Battering the senses 

Michael Brooke links to an Independent piece about the increasingly hardcore nature of French cinema. Whether, as he argues, it's a recent phenomenon or not, the openmindedness towards portraying great and often sexual violence is something I've noticed too. Yet the audiences for these films are usually pretty self-selective, anyway. The only place you can see pieces like A Ma Soeur, Seul Contre Tous or Dans Ma Peau is in an independent cinema, where if you go regularly you go almost expecting to see large amounts of violence and films that no one but the most pretentious could pretend to understand anyway.

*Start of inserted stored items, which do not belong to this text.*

use std::env;
use std::str::FromStr;
use std::time::Duration;

use crate::error::HarvestError;

/// Application configuration loaded from environment variables.
/// Every key is optional: missing search keys disable that provider, a
/// missing `BROWSERLESS_URL` disables headless rendering.
#[derive(Debug, Clone)]
pub struct Config {
    // Headless rendering
    pub browserless_url: Option<String>,
    pub browserless_token: Option<String>,

    // Search providers
    pub serper_api_key: Option<String>,
    pub tavily_api_key: Option<String>,

    // Scrape cache
    pub cache_capacity: usize,
    pub cache_success_ttl: Duration,
    pub cache_failure_ttl: Duration,

    // Scraping
    pub scrape_timeout: Duration,

    // Research
    pub research_max_scrapes: usize,
    pub research_results_per_query: usize,
}

impl Default for Config {
    fn default() -> Self {
        Self {
            browserless_url: None,
            browserless_token: None,
            serper_api_key: None,
            tavily_api_key: None,
            cache_capacity: 200,
            cache_success_ttl: Duration::from_secs(30 * 60),
            cache_failure_ttl: Duration::from_secs(5 * 60),
            scrape_timeout: Duration::from_secs(35),
            research_max_scrapes: 8,
            research_results_per_query: 8,
        }
    }
}

impl Config {
    /// Load configuration from the environment (and `.env` when present).
    pub fn from_env() -> Result<Self, HarvestError> {
        dotenvy::dotenv().ok();

        let defaults = Self::default();
        let config = Self {
            browserless_url: optional_env("BROWSERLESS_URL"),
            browserless_token: optional_env("BROWSERLESS_TOKEN"),
            serper_api_key: optional_env("SERPER_API_KEY"),
            tavily_api_key: optional_env("TAVILY_API_KEY"),
            cache_capacity: parsed_env("SCRAPE_CACHE_CAPACITY", defaults.cache_capacity)?,
            cache_success_ttl: Duration::from_secs(parsed_env(
                "SCRAPE_CACHE_SUCCESS_TTL_SECS",
                defaults.cache_success_ttl.as_secs(),
            )?),
            cache_failure_ttl: Duration::from_secs(parsed_env(
                "SCRAPE_CACHE_FAILURE_TTL_SECS",
                defaults.cache_failure_ttl.as_secs(),
            )?),
            scrape_timeout: Duration::from_secs(parsed_env(
                "SCRAPE_TIMEOUT_SECS",
                defaults.scrape_timeout.as_secs(),
            )?),
            research_max_scrapes: parsed_env("RESEARCH_MAX_SCRAPES", defaults.research_max_scrapes)?,
            research_results_per_query: parsed_env(
                "RESEARCH_RESULTS_PER_QUERY",
                defaults.research_results_per_query,
            )?,
        };

        if config.cache_capacity == 0 {
            return Err(HarvestError::Config(
                "SCRAPE_CACHE_CAPACITY must be at least 1".to_string(),
            ));
        }

        config.log_keys();
        Ok(config)
    }

    fn log_keys(&self) {
        fn preview_opt(val: &Option<String>) -> String {
            match val {
                Some(v) if !v.is_empty() => {
                    let n = v.char_indices().nth(5).map(|(i, _)| i).unwrap_or(v.len());
                    format!("{}...({} chars)", &v[..n], v.len())
                }
                _ => "<not set>".to_string(),
            }
        }

        tracing::info!("Config loaded:");
        tracing::info!("  BROWSERLESS_URL: {}", self.browserless_url.as_deref().unwrap_or("<not set>"));
        tracing::info!("  BROWSERLESS_TOKEN: {}", preview_opt(&self.browserless_token));
        tracing::info!("  SERPER_API_KEY: {}", preview_opt(&self.serper_api_key));
        tracing::info!("  TAVILY_API_KEY: {}", preview_opt(&self.tavily_api_key));
        tracing::info!(
            capacity = self.cache_capacity,
            success_ttl_secs = self.cache_success_ttl.as_secs(),
            failure_ttl_secs = self.cache_failure_ttl.as_secs(),
            "  scrape cache"
        );
    }
}

fn optional_env(key: &str) -> Option<String> {
    env::var(key).ok().filter(|v| !v.trim().is_empty())
}

fn parsed_env<T: FromStr>(key: &str, default: T) -> Result<T, HarvestError> {
    match optional_env(key) {
        Some(raw) => raw
            .trim()
            .parse()
            .map_err(|_| HarvestError::Config(format!("{key} must be a number, got {raw:?}"))),
        None => Ok(default),
    }
}
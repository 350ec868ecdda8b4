pub mod error;

pub use error::{BrowserlessError, Result};

use std::time::Duration;

use serde::{Deserialize, Serialize};
use tracing::debug;

/// Header carrying the origin site's status. The wrapper itself answers 200.
pub const ORIGIN_STATUS_HEADER: &str = "x-response-code";

const DEFAULT_TIMEOUT: Duration = Duration::from_secs(30);

/// Render options sent with every `/content` request.
///
/// `networkidle2` alone is not enough for streaming frameworks: the DOM-loaded
/// signal fires before they write visible markup, so the selector wait and the
/// settle delay are both required.
#[derive(Debug, Clone)]
pub struct RenderOptions {
    pub wait_until: String,
    pub navigation_timeout_ms: u64,
    pub wait_selector: String,
    pub selector_timeout_ms: u64,
    pub settle_ms: u64,
    pub reject_resource_types: Vec<String>,
}

impl Default for RenderOptions {
    fn default() -> Self {
        Self {
            wait_until: "networkidle2".to_string(),
            navigation_timeout_ms: 20_000,
            wait_selector: "main, article, [role='main'], #content, body".to_string(),
            selector_timeout_ms: 5_000,
            settle_ms: 750,
            reject_resource_types: ["image", "stylesheet", "font", "media"]
                .into_iter()
                .map(String::from)
                .collect(),
        }
    }
}

#[derive(Debug, Serialize)]
#[serde(rename_all = "camelCase")]
struct ContentRequest<'a> {
    url: &'a str,
    reject_resource_types: &'a [String],
    goto_options: GotoOptions<'a>,
    wait_for_selector: WaitForSelector<'a>,
    wait_for_timeout: u64,
}

#[derive(Debug, Serialize)]
#[serde(rename_all = "camelCase")]
struct GotoOptions<'a> {
    wait_until: &'a str,
    timeout: u64,
}

#[derive(Debug, Serialize)]
struct WaitForSelector<'a> {
    selector: &'a str,
    timeout: u64,
}

#[derive(Debug, Serialize)]
#[serde(rename_all = "camelCase")]
struct UnblockRequest<'a> {
    url: &'a str,
    content: bool,
    cookies: bool,
    screenshot: bool,
    #[serde(rename = "browserWSEndpoint")]
    browser_ws_endpoint: bool,
    ttl: u64,
}

#[derive(Debug, Deserialize)]
struct UnblockResponse {
    #[serde(default)]
    content: Option<String>,
}

/// HTML returned by `/content` plus the origin status the wrapper observed.
#[derive(Debug, Clone)]
pub struct RenderedPage {
    pub html: String,
    pub origin_status: Option<u16>,
}

impl RenderedPage {
    pub fn is_origin_blocked(&self) -> bool {
        self.origin_status == Some(403)
    }
}

pub struct BrowserlessClient {
    client: reqwest::Client,
    base_url: String,
    token: Option<String>,
    options: RenderOptions,
}

impl BrowserlessClient {
    pub fn new(base_url: &str, token: Option<&str>) -> Result<Self> {
        Self::with_timeout(base_url, token, DEFAULT_TIMEOUT)
    }

    pub fn with_timeout(base_url: &str, token: Option<&str>, timeout: Duration) -> Result<Self> {
        let client = reqwest::Client::builder().timeout(timeout).build()?;

        Ok(Self {
            client,
            base_url: base_url.trim_end_matches('/').to_string(),
            token: token.map(String::from),
            options: RenderOptions::default(),
        })
    }

    pub fn with_options(mut self, options: RenderOptions) -> Self {
        self.options = options;
        self
    }

    fn token_query(&self) -> Vec<(&str, &str)> {
        self.token
            .as_deref()
            .map(|t| vec![("token", t)])
            .unwrap_or_default()
    }

    /// Fetch fully-rendered HTML for a URL via the `/content` endpoint.
    ///
    /// A non-2xx wrapper status is an error; the origin's own status is
    /// returned alongside the body for the caller to inspect.
    pub async fn content(&self, url: &str) -> Result<RenderedPage> {
        let endpoint = format!("{}/content", self.base_url);
        let body = ContentRequest {
            url,
            reject_resource_types: &self.options.reject_resource_types,
            goto_options: GotoOptions {
                wait_until: &self.options.wait_until,
                timeout: self.options.navigation_timeout_ms,
            },
            wait_for_selector: WaitForSelector {
                selector: &self.options.wait_selector,
                timeout: self.options.selector_timeout_ms,
            },
            wait_for_timeout: self.options.settle_ms,
        };

        let resp = self
            .client
            .post(&endpoint)
            .query(&self.token_query())
            .json(&body)
            .send()
            .await?;

        let status = resp.status();
        if !status.is_success() {
            let message = resp.text().await.unwrap_or_default();
            return Err(BrowserlessError::Api {
                status: status.as_u16(),
                message,
            });
        }

        let origin_status = resp
            .headers()
            .get(ORIGIN_STATUS_HEADER)
            .and_then(|v| v.to_str().ok())
            .and_then(|v| v.trim().parse::<u16>().ok());

        let html = resp.text().await?;
        debug!(url, ?origin_status, bytes = html.len(), "browserless: content received");

        Ok(RenderedPage {
            html,
            origin_status,
        })
    }

    /// Fetch HTML through the `/unblock` endpoint using residential egress.
    /// Returns an empty string when the service answers without content.
    pub async fn unblock(&self, url: &str) -> Result<String> {
        let endpoint = format!("{}/unblock", self.base_url);
        let body = UnblockRequest {
            url,
            content: true,
            cookies: false,
            screenshot: false,
            browser_ws_endpoint: false,
            ttl: 0,
        };

        let mut query = self.token_query();
        query.push(("proxy", "residential"));

        let resp = self
            .client
            .post(&endpoint)
            .query(&query)
            .json(&body)
            .send()
            .await?;

        let status = resp.status();
        if !status.is_success() {
            let message = resp.text().await.unwrap_or_default();
            return Err(BrowserlessError::Api {
                status: status.as_u16(),
                message,
            });
        }

        let text = resp.text().await?;
        let parsed: UnblockResponse = serde_json::from_str(&text)?;
        let html = parsed.content.unwrap_or_default();
        debug!(url, bytes = html.len(), "browserless: unblock content received");
        Ok(html)
    }
}
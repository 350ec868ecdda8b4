use thiserror::Error;

pub type Result<T> = std::result::Result<T, BrowserlessError>;

#[derive(Debug, Error)]
pub enum BrowserlessError {
    #[error("Network error: {0}")]
    Network(String),

    #[error("Request timed out")]
    Timeout,

    #[error("API error (status {status}): {message}")]
    Api { status: u16, message: String },

    #[error("Parse error: {0}")]
    Parse(String),
}

impl BrowserlessError {
    /// Rate limits, wrapper-side 5xx and timeouts are worth another attempt.
    pub fn is_retryable(&self) -> bool {
        match self {
            BrowserlessError::Timeout => true,
            BrowserlessError::Api { status, .. } => *status == 429 || *status >= 500,
            BrowserlessError::Network(_) | BrowserlessError::Parse(_) => false,
        }
    }
}

impl From<reqwest::Error> for BrowserlessError {
    fn from(err: reqwest::Error) -> Self {
        if err.is_timeout() {
            BrowserlessError::Timeout
        } else {
            BrowserlessError::Network(err.to_string())
        }
    }
}

impl From<serde_json::Error> for BrowserlessError {
    fn from(err: serde_json::Error) -> Self {
        BrowserlessError::Parse(err.to_string())
    }
}
// Post-processing over plain text: whitespace, boilerplate, truncation.

use std::sync::LazyLock;

use regex::Regex;

pub const ELLIPSIS: &str = "...";

static WHITESPACE_RE: LazyLock<Regex> =
    LazyLock::new(|| Regex::new(r"[\s\u{00A0}\u{200B}]+").expect("valid regex"));

static BOILERPLATE_RES: LazyLock<Vec<Regex>> = LazyLock::new(|| {
    [
        r"(?i)\b(?:we use cookies|this (?:web)?site uses cookies)[^.!?]*[.!?]?",
        r"(?i)\baccept (?:all )?cookies\b[.!]?",
        r"(?i)\b(?:subscribe to|sign up for) our newsletter[^.!?]*[.!?]?",
        r"(?i)\bfollow us on [^.!?]*[.!?]?",
        r"(?i)\bshare (?:this|on) (?:article|story|post|page|facebook|twitter|x|linkedin|email)\b[.!]?",
        r"(?i)\b(?:read|see) our (?:privacy|cookie) policy[^.!?]*[.!?]?",
        r"(?i)(?:©|\(c\)|\bcopyright\b)[^©]{0,80}?\ball rights reserved\b\.?",
    ]
    .into_iter()
    .map(|p| Regex::new(p).expect("valid regex"))
    .collect()
});

/// Collapse runs of whitespace (including non-breaking and zero-width
/// spaces) into single spaces and trim the ends.
pub fn collapse_whitespace(text: &str) -> String {
    WHITESPACE_RE.replace_all(text, " ").trim().to_string()
}

/// Remove cookie/newsletter/social-share/legal notices.
pub fn strip_boilerplate(text: &str) -> String {
    let mut out = text.to_string();
    for re in BOILERPLATE_RES.iter() {
        out = re.replace_all(&out, " ").into_owned();
    }
    out
}

/// Whitespace collapse and boilerplate removal, in that order and once more
/// for the gaps boilerplate removal leaves behind.
pub fn clean_text(text: &str) -> String {
    collapse_whitespace(&strip_boilerplate(&collapse_whitespace(text)))
}

/// Cut `text` to at most `max_chars` characters, appending `...` when cut.
pub fn truncate_chars(text: &str, max_chars: usize) -> String {
    match text.char_indices().nth(max_chars) {
        None => text.to_string(),
        Some((byte_idx, _)) => {
            let mut out = text[..byte_idx].trim_end().to_string();
            out.push_str(ELLIPSIS);
            out
        }
    }
}

#[cfg(test)]
mod tests {
    use super::*;

    #[test]
    fn collapses_nbsp_and_newlines() {
        assert_eq!(collapse_whitespace("  a\u{00A0}\u{00A0}b\n\n\tc  "), "a b c");
    }

    #[test]
    fn strips_cookie_and_newsletter_notices() {
        let text = "Real sentence about rivers. We use cookies to improve your experience. \
                    Subscribe to our newsletter for weekly updates. Another real sentence.";
        let cleaned = clean_text(text);
        assert_eq!(cleaned, "Real sentence about rivers. Another real sentence.");
    }

    #[test]
    fn strips_copyright_line() {
        let cleaned = clean_text("Body text here. © 2024 Example Media. All rights reserved.");
        assert_eq!(cleaned, "Body text here.");

        let cleaned = clean_text("Copyright 2019-2024 City News, Inc. All Rights Reserved. Tips welcome.");
        assert_eq!(cleaned, "Tips welcome.");
    }

    #[test]
    fn rights_reserved_without_notice_lead_in_is_kept() {
        let text = "The county clerk keeps the deeds, and all rights reserved to owners stay on file.";
        assert_eq!(clean_text(text), text);
    }

    #[test]
    fn keeps_ordinary_mentions_of_sharing() {
        let cleaned = clean_text("Neighbors share tools and meals every weekend.");
        assert_eq!(cleaned, "Neighbors share tools and meals every weekend.");
    }

    #[test]
    fn truncate_is_char_safe() {
        assert_eq!(truncate_chars("héllo wörld", 5), "héllo...");
        assert_eq!(truncate_chars("short", 10), "short");
        assert_eq!(truncate_chars("exact", 5), "exact");
    }
}
//! Main-content selection.
//!
//! Junk elements are detached from the parsed tree first. Semantic containers
//! are then tried in priority order; when the best one is too thin, the
//! largest single text block wins; the page body is the last resort.

use std::sync::LazyLock;

use scraper::{ElementRef, Html, Selector};

use super::text::collapse_whitespace;

/// A semantic container shorter than this loses to the largest text block.
pub const MAIN_CONTENT_MIN_CHARS: usize = 300;

const NON_VISIBLE_TAGS: &[&str] = &["script", "style", "noscript", "template"];

static JUNK_SELECTOR: LazyLock<Selector> = LazyLock::new(|| {
    Selector::parse(
        "script, style, nav, footer, header, aside, noscript, iframe, svg, template, \
         [aria-hidden='true'], [role='presentation'], [role='none'], [role='navigation'], \
         [class*='sidebar'], [class*='promo'], [class*='advert'], [class~='ad'], \
         [class~='ads'], [class*='cookie'], [class*='newsletter'], [class*='social-share'], \
         [class*='share-buttons'], [id*='sidebar'], [id*='cookie']",
    )
    .expect("BUG: hardcoded junk selector is invalid")
});

static PRIORITY_SELECTORS: LazyLock<Vec<Selector>> = LazyLock::new(|| {
    [
        "article",
        "main",
        "[role='main']",
        "[itemprop='articleBody']",
        ".article-body",
        ".post-content",
        ".entry-content",
        "#content",
        ".content",
    ]
    .into_iter()
    .map(|s| Selector::parse(s).expect("BUG: hardcoded content selector is invalid"))
    .collect()
});

static BLOCK_SELECTOR: LazyLock<Selector> = LazyLock::new(|| {
    Selector::parse("p, section, div").expect("BUG: hardcoded block selector is invalid")
});

static BODY_SELECTOR: LazyLock<Selector> = LazyLock::new(|| {
    Selector::parse("body").expect("BUG: hardcoded CSS selector 'body' is invalid")
});

/// Text a reader would see inside `element`: text nodes outside
/// script/style/noscript/template, whitespace-collapsed.
pub(crate) fn visible_text(element: ElementRef<'_>) -> String {
    let mut out = String::new();
    for node in element.descendants() {
        let Some(text) = node.value().as_text() else {
            continue;
        };
        let hidden = node.ancestors().any(|a| {
            a.value()
                .as_element()
                .is_some_and(|e| NON_VISIBLE_TAGS.contains(&e.name()))
        });
        if !hidden {
            out.push_str(text);
            out.push(' ');
        }
    }
    collapse_whitespace(&out)
}

/// Visible text of the whole `<body>`, or of the root when there is none.
pub(crate) fn body_text(doc: &Html) -> String {
    doc.select(&BODY_SELECTOR)
        .next()
        .map(visible_text)
        .unwrap_or_else(|| visible_text(doc.root_element()))
}

/// Detach every non-content element from the tree. `html` and `body` are
/// never removed even if a junk rule matches them.
pub(crate) fn strip_non_content(doc: &mut Html) {
    let ids: Vec<_> = doc
        .select(&JUNK_SELECTOR)
        .filter(|el| !matches!(el.value().name(), "html" | "body"))
        .map(|el| el.id())
        .collect();

    for id in ids {
        if let Some(mut node) = doc.tree.get_mut(id) {
            node.detach();
        }
    }
}

/// Pick the main readable text of an already-stripped document.
pub(crate) fn main_text(doc: &Html) -> String {
    let semantic = PRIORITY_SELECTORS
        .iter()
        .find_map(|sel| {
            doc.select(sel)
                .map(visible_text)
                .filter(|t| !t.is_empty())
                .max_by_key(|t| t.chars().count())
        })
        .unwrap_or_default();

    if semantic.chars().count() >= MAIN_CONTENT_MIN_CHARS {
        return semantic;
    }

    let largest_block = doc
        .select(&BLOCK_SELECTOR)
        .map(visible_text)
        .max_by_key(|t| t.chars().count())
        .unwrap_or_default();

    let best = if largest_block.chars().count() > semantic.chars().count() {
        largest_block
    } else {
        semantic
    };

    if best.chars().count() >= MAIN_CONTENT_MIN_CHARS {
        return best;
    }

    let body = body_text(doc);
    if body.chars().count() > best.chars().count() {
        body
    } else {
        best
    }
}
use std::time::Duration;

use anyhow::{Context, Result};
use async_trait::async_trait;
use harvest_common::{SearchResponse, SearchResult};
use serde::{Deserialize, Serialize};
use tracing::info;

use super::SearchProvider;

const TAVILY_ENDPOINT: &str = "https://api.tavily.com/search";

/// Tavily web search provider.
pub struct TavilyProvider {
    api_key: String,
    endpoint: String,
    client: reqwest::Client,
}

#[derive(Debug, Serialize)]
struct TavilySearchRequest<'a> {
    api_key: &'a str,
    query: &'a str,
    max_results: usize,
    search_depth: &'a str,
}

#[derive(Debug, Deserialize)]
struct TavilySearchResponse {
    #[serde(default)]
    results: Vec<TavilyResult>,
}

#[derive(Debug, Deserialize)]
struct TavilyResult {
    url: String,
    #[serde(default)]
    title: String,
    #[serde(default)]
    content: String,
    #[serde(default)]
    score: f64,
}

impl TavilyProvider {
    pub fn new(api_key: &str) -> crate::error::Result<Self> {
        Self::with_endpoint(api_key, TAVILY_ENDPOINT)
    }

    pub fn with_endpoint(api_key: &str, endpoint: &str) -> crate::error::Result<Self> {
        Ok(Self {
            api_key: api_key.to_string(),
            endpoint: endpoint.to_string(),
            client: reqwest::Client::builder()
                .timeout(Duration::from_secs(30))
                .build()?,
        })
    }
}

#[async_trait]
impl SearchProvider for TavilyProvider {
    async fn search(&self, query: &str, max_results: usize) -> Result<SearchResponse> {
        info!(query, max_results, "Tavily search");

        let request = TavilySearchRequest {
            api_key: &self.api_key,
            query,
            max_results,
            search_depth: "basic",
        };

        let resp: TavilySearchResponse = self
            .client
            .post(&self.endpoint)
            .json(&request)
            .send()
            .await
            .context("Tavily API request failed")?
            .error_for_status()
            .context("Tavily API returned an error status")?
            .json()
            .await
            .context("Failed to parse Tavily response")?;

        let results: Vec<SearchResult> = resp
            .results
            .into_iter()
            .take(max_results)
            .map(|r| SearchResult {
                url: r.url,
                title: r.title,
                snippet: r.content,
                relevance_score: r.score.clamp(0.0, 1.0),
            })
            .collect();

        info!(query, count = results.len(), "Tavily search complete");
        Ok(SearchResponse::new(self.name(), results))
    }

    fn name(&self) -> &str {
        "tavily"
    }
}

#[cfg(test)]
mod tests {
    use super::*;

    #[tokio::test]
    async fn uses_provider_scores() {
        let mut server = mockito::Server::new_async().await;
        server
            .mock("POST", "/search")
            .match_body(mockito::Matcher::PartialJson(
                serde_json::json!({"query": "river cleanup", "max_results": 3}),
            ))
            .with_status(200)
            .with_body(
                r#"{"results": [
                    {"url": "https://b.test", "title": "B", "content": "bee", "score": 0.91},
                    {"url": "https://c.test", "title": "C", "content": "sea", "score": 0.42}
                ]}"#,
            )
            .create_async()
            .await;

        let provider =
            TavilyProvider::with_endpoint("key", &format!("{}/search", server.url())).unwrap();
        let resp = provider.search("river cleanup", 3).await.unwrap();

        assert_eq!(resp.provider, "tavily");
        assert_eq!(resp.results[0].relevance_score, 0.91);
        assert_eq!(resp.results[1].snippet, "sea");
        assert!(resp.enrichment.is_none());
    }
}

I once went to a film at the Edinburgh festival where two of the reels had got swapped by mistake, so we saw it in the order '1, 4, 3, 2' . Yet not a single person walked out and we all happily clapped the (admittedly very boring) film at the end before the Festival's director came onstage to apologise. Independent film audiences can't be going to the cinema to get a story, since as often as not the films are non-linear flashes of blurred memories and waking dreams, so something else has to go in its place, and increasingly directors seem to be opting for 'violence = message/psyche exploration' tactics, which frequently don't work, when the only point to the violence is to test whether the audience can handle it.

A Ma Soeur, for example, has been advertised as a study in child sexuality, but is in reality mostly an exercise in boredom until the final baseball-bat murder and rape scene, where a stranger comes from out of the blue to put a gruesome end to their mundanely awful holiday. But who cares? Pointless violence may often enter unexpectedly into our private lives, but in a film I'd still (perhaps naively) expect it to be related in some way to some sort of purpose.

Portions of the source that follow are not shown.